[PATCH v9 4/6] x86/sev: Add support to perform RMP optimizations asynchronously

From: Ashish Kalra

Date: Wed Jun 24 2026 - 17:58:38 EST

From: Ashish Kalra <ashish.kalra@xxxxxxx>

When SEV-SNP is enabled, all writes to memory are checked to ensure
integrity of SNP guest memory. This imposes performance overhead on the
whole system.

RMPOPT is a new instruction that minimizes the performance overhead of
RMP checks on the hypervisor and on non-SNP guests by allowing RMP
checks to be skipped for 1GB regions of memory that are known not to
contain any SEV-SNP guest memory.

Add support for performing RMP optimizations asynchronously using a
dedicated workqueue.

Enable RMPOPT optimizations for up to 2TB of system RAM starting from
the lowest physical memory address aligned down to a 1GB boundary at
RMP initialization time. RMP checks can initially be skipped for 1GB
memory ranges that do not contain SEV-SNP guest memory (excluding
preassigned pages such as the RMP table and firmware pages).
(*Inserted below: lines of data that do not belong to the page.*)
//! Command Interface Layer
//!
//! The two user-facing commands, `toggleLineComment` and `toggleBlockComment`. Both operate on
//! the buffer's whole selection set, compute one [`EditDescriptor`] per selection (or line
//! group), merge descriptors that edit the same comment, apply them through
//! [`do_multiple_edits`], and write the re-mapped selections back.
//!
//! # Example
//!
//! ```rust
//! use editor_comment::{
//!     CommentCommand, CommentOptions, Document, Position, execute_comment_command,
//! };
//! use editor_comment_modes::ModeRegistry;
//!
//! let registry = ModeRegistry::with_builtins();
//! let mut doc = Document::new("let a = 1;\nlet b = 2;");
//! doc.set_selection(Position::new(0, 0), Position::new(1, 3));
//!
//! let modes = registry.analyze("javascript", &doc).unwrap();
//! execute_comment_command(
//!     CommentCommand::ToggleLineComment,
//!     &mut doc,
//!     &modes,
//!     &CommentOptions::default(),
//! )
//! .unwrap();
//! assert_eq!(doc.text(), "//let a = 1;\n//let b = 2;");
//! ```

use crate::block_comment::{BlockCommentBuilder, BlockOutcome};
use crate::buffer::TextBuffer;
use crate::error::CommentError;
use crate::line_comment::line_comment_edit;
use crate::mode::LanguageModes;
use crate::multi_edit::{EditDescriptor, do_multiple_edits};
use crate::position::{Position, Selection};
use crate::selection_set::{LineSelection, LineSelectionOptions, convert_to_line_selections};
use crate::syntax::{CommentOptions, CommentSyntaxResolver};
use serde::{Deserialize, Serialize};
use std::fmt;

/// The comment commands a host registers.
#[derive(Debug, Clone, Copy, PartialEq, Eq, Hash, Serialize, Deserialize)]
#[serde(rename_all = "camelCase")]
pub enum CommentCommand {
    /// Comment or uncomment whole lines.
    ToggleLineComment,
    /// Wrap the selection in a block comment, or unwrap the block around it.
    ToggleBlockComment,
}

impl CommentCommand {
    /// All commands, in registration order.
    pub const ALL: [CommentCommand; 2] = [Self::ToggleLineComment, Self::ToggleBlockComment];

    /// Stable command id.
    pub fn id(&self) -> &'static str {
        match self {
            Self::ToggleLineComment => "toggleLineComment",
            Self::ToggleBlockComment => "toggleBlockComment",
        }
    }

    /// Look a command up by id.
    pub fn from_id(id: &str) -> Option<Self> {
        Self::ALL.into_iter().find(|command| command.id() == id)
    }
}

impl fmt::Display for CommentCommand {
    fn fmt(&self, f: &mut fmt::Formatter<'_>) -> fmt::Result {
        f.write_str(self.id())
    }
}

/// Run `command` against `buffer`.
pub fn execute_comment_command(
    command: CommentCommand,
    buffer: &mut dyn TextBuffer,
    modes: &dyn LanguageModes,
    options: &CommentOptions,
) -> Result<(), CommentError> {
    log::debug!("executing {command}");
    match command {
        CommentCommand::ToggleLineComment => toggle_line_comment(buffer, modes, options),
        CommentCommand::ToggleBlockComment => toggle_block_comment(buffer, modes, options),
    }
}

/// Toggle line comments on every line touched by a selection.
///
/// Languages without line comment syntax fall back to wrapping each line group in a block.
pub fn toggle_line_comment(
    buffer: &mut dyn TextBuffer,
    modes: &dyn LanguageModes,
    options: &CommentOptions,
) -> Result<(), CommentError> {
    let selections = sorted_selections(&*buffer);
    if selections.is_empty() {
        return Ok(());
    }
    let line_sels = convert_to_line_selections(
        &selections,
        LineSelectionOptions {
            expand_end_at_start_of_line: false,
            merge_adjacent: false,
        },
    );
    let pending = line_descriptors(&*buffer, modes, options, &line_sels);
    apply(buffer, pending)
}

/// Toggle a block comment around every selection.
///
/// Languages without block comment syntax fall back to line comments, as do selections that
/// only cover line comments.
pub fn toggle_block_comment(
    buffer: &mut dyn TextBuffer,
    modes: &dyn LanguageModes,
    options: &CommentOptions,
) -> Result<(), CommentError> {
    let selections = sorted_selections(&*buffer);
    if selections.is_empty() {
        return Ok(());
    }

    let resolver = CommentSyntaxResolver::new(modes, options);
    let mut pending = Vec::with_capacity(selections.len());
    let mut delegated: Vec<Selection> = Vec::new();

    for sel in &selections {
        let Some(syntax) = resolver.resolve_range(sel.start, sel.end) else {
            pending.push(Pending::no_op(&[*sel]));
            continue;
        };
        match &syntax.block {
            Some((prefix, suffix)) => {
                let builder = BlockCommentBuilder::new(
                    &*buffer,
                    modes,
                    (prefix.as_str(), suffix.as_str()),
                    &syntax.line_prefixes,
                    CommentCommand::ToggleBlockComment,
                    options,
                );
                match builder.edit(sel, &[*sel]) {
                    BlockOutcome::Edit(descriptor) => {
                        pending.push(Pending::new(descriptor, &[*sel]))
                    }
                    BlockOutcome::LineUncomment => delegated.push(*sel),
                }
            }
            None if syntax.has_line() => delegated.push(*sel),
            None => pending.push(Pending::no_op(&[*sel])),
        }
    }

    if !delegated.is_empty() {
        let line_sels = convert_to_line_selections(
            &delegated,
            LineSelectionOptions {
                expand_end_at_start_of_line: false,
                merge_adjacent: true,
            },
        );
        pending.extend(line_descriptors(&*buffer, modes, options, &line_sels));
    }

    apply(buffer, pending)
}

fn sorted_selections(buffer: &dyn TextBuffer) -> Vec<Selection> {
    let mut selections = buffer.selections();
    selections.sort_by(|a, b| a.start.cmp(&b.start).then_with(|| a.end.cmp(&b.end)));
    selections
}

/// A descriptor and the selections it was built from.
struct Pending {
    descriptor: EditDescriptor,
    origin: Vec<Selection>,
}

impl Pending {
    fn new(descriptor: EditDescriptor, origin: &[Selection]) -> Self {
        Self {
            descriptor,
            origin: origin.to_vec(),
        }
    }

    fn no_op(origin: &[Selection]) -> Self {
        Self::new(EditDescriptor::no_op(origin), origin)
    }

    fn range(&self) -> Option<(Position, Position)> {
        Some((self.descriptor.min_start()?, self.descriptor.max_end()?))
    }
}

/// Whether the engine would reject `a` and `b` as overlapping, whatever their order.
fn conflicts(a: (Position, Position), b: (Position, Position)) -> bool {
    if a.0 == b.0 {
        return a.1 > a.0 || b.1 > b.0;
    }
    let (first, second) = if a.0 < b.0 { (a, b) } else { (b, a) };
    first.1 > second.0
}

/// Merge descriptors that make the same edits (several cursors in one comment) and turn any
/// descriptor that still collides with an earlier one into a no-op for its selections.
fn coalesce(pending: Vec<Pending>) -> Vec<EditDescriptor> {
    let mut merged: Vec<Pending> = Vec::with_capacity(pending.len());
    for item in pending {
        if !item.descriptor.edits.is_empty()
            && let Some(existing) = merged
                .iter_mut()
                .find(|other| other.descriptor.edits == item.descriptor.edits)
        {
            existing.descriptor.selections.extend(item.descriptor.selections);
            existing.origin.extend(item.origin);
            continue;
        }
        merged.push(item);
    }

    let mut claimed: Vec<(Position, Position)> = Vec::with_capacity(merged.len());
    merged
        .into_iter()
        .map(|item| {
            let Some(range) = item.range() else {
                return item.descriptor;
            };
            if claimed.iter().any(|&other| conflicts(other, range)) {
                log::debug!("comment edit at {range:?} collides with another selection, skipped");
                return EditDescriptor::no_op(&item.origin);
            }
            claimed.push(range);
            item.descriptor
        })
        .collect()
}

fn line_descriptors(
    buffer: &dyn TextBuffer,
    modes: &dyn LanguageModes,
    options: &CommentOptions,
    line_sels: &[LineSelection],
) -> Vec<Pending> {
    let resolver = CommentSyntaxResolver::new(modes, options);
    line_sels
        .iter()
        .map(|line_sel| {
            let range = &line_sel.selection_for_edit;
            let tracked = &line_sel.selections_to_track;
            let Some(syntax) = resolver.resolve_range(range.start, range.end) else {
                return Pending::no_op(tracked);
            };
            let block = syntax
                .block
                .as_ref()
                .map(|(start, end)| (start.as_str(), end.as_str()));

            if syntax.has_line() {
                let descriptor =
                    line_comment_edit(buffer, &syntax.line_prefixes, block, line_sel, options);
                return Pending::new(descriptor, tracked);
            }
            let Some(block) = block else {
                return Pending::no_op(tracked);
            };
            let builder = BlockCommentBuilder::new(
                buffer,
                modes,
                block,
                &syntax.line_prefixes,
                CommentCommand::ToggleLineComment,
                options,
            );
            match builder.edit(range, tracked) {
                BlockOutcome::Edit(descriptor) => Pending::new(descriptor, tracked),
                // Without line syntax there is nothing to uncomment line by line.
                BlockOutcome::LineUncomment => Pending::no_op(tracked),
            }
        })
        .collect()
}

fn apply(buffer: &mut dyn TextBuffer, pending: Vec<Pending>) -> Result<(), CommentError> {
    let selections = do_multiple_edits(&mut *buffer, coalesce(pending))?;
    buffer.set_selections(selections);
    Ok(())
}

#[cfg(test)]
mod tests {
    use super::*;
    use crate::multi_edit::{Edit, TrackedSelection};
    use pretty_assertions::assert_eq;

    fn pos(line: usize, column: usize) -> Position {
        Position::new(line, column)
    }

    #[test]
    fn test_command_ids_round_trip() {
        for command in CommentCommand::ALL {
            assert_eq!(CommentCommand::from_id(command.id()), Some(command));
        }
        assert_eq!(CommentCommand::from_id("toggleFold"), None);
        assert_eq!(
            CommentCommand::ToggleBlockComment.to_string(),
            "toggleBlockComment"
        );
    }

    #[test]
    fn test_command_serializes_as_id() {
        let json = serde_json::to_string(&CommentCommand::ToggleLineComment).unwrap();
        assert_eq!(json, "\"toggleLineComment\"");
    }

    #[test]
    fn test_coalesce_merges_identical_edits() {
        let edits = vec![
            Edit::delete(pos(0, 10), pos(0, 12)),
            Edit::delete(pos(0, 4), pos(0, 6)),
        ];
        let first = Selection::caret(pos(0, 7));
        let second = Selection::caret(pos(0, 9));
        let pending = [first, second]
            .iter()
            .map(|sel| {
                let tracked = vec![TrackedSelection::before_edit(*sel)];
                Pending::new(EditDescriptor::new(edits.clone(), tracked), &[*sel])
            })
            .collect();

        let descriptors = coalesce(pending);
        assert_eq!(descriptors.len(), 1);
        assert_eq!(descriptors[0].edits, edits);
        assert_eq!(descriptors[0].selections.len(), 2);
    }

    #[test]
    fn test_coalesce_turns_collisions_into_no_ops() {
        let kept = Selection::new(pos(0, 0), pos(0, 4));
        let dropped = Selection::new(pos(0, 2), pos(0, 6));
        let pending = vec![
            Pending::new(
                EditDescriptor::new(vec![Edit::delete(pos(0, 0), pos(0, 4))], Vec::new()),
                &[kept],
            ),
            Pending::new(
                EditDescriptor::new(
                    vec![Edit::insert("*/", pos(0, 6)), Edit::insert("/*", pos(0, 2))],
                    vec![TrackedSelection::manual(dropped)],
                ),
                &[dropped],
            ),
        ];

        let descriptors = coalesce(pending);
        assert_eq!(descriptors[0].edits.len(), 1);
        assert_eq!(descriptors[1], EditDescriptor::no_op(&[dropped]));
    }

    #[test]
    fn test_conflicts_matches_engine_overlap_rule() {
        // Touching ranges and shared insertion points are fine.
        assert!(!conflicts((pos(0, 0), pos(0, 3)), (pos(0, 3), pos(0, 6))));
        assert!(!conflicts((pos(0, 2), pos(0, 2)), (pos(0, 2), pos(0, 2))));
        assert!(conflicts((pos(0, 0), pos(0, 4)), (pos(0, 3), pos(0, 6))));
        assert!(conflicts((pos(1, 0), pos(1, 0)), (pos(1, 0), pos(2, 0))));
    }
}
As SNP
guests are launched, RMPUPDATE will disable the corresponding RMPOPT
optimizations.

Suggested-by: Thomas Lendacky <thomas.lendacky@xxxxxxx>
Suggested-by: Dave Hansen <dave.hansen@xxxxxxxxxxxxxxx>
Reviewed-by: Ackerley Tng <ackerleytng@xxxxxxxxxx>
Signed-off-by: Ashish Kalra <ashish.kalra@xxxxxxx>
---
arch/x86/virt/svm/sev.c | 165 +++++++++++++++++++++++++++++++++++++++-
1 file changed, 162 insertions(+), 3 deletions(-)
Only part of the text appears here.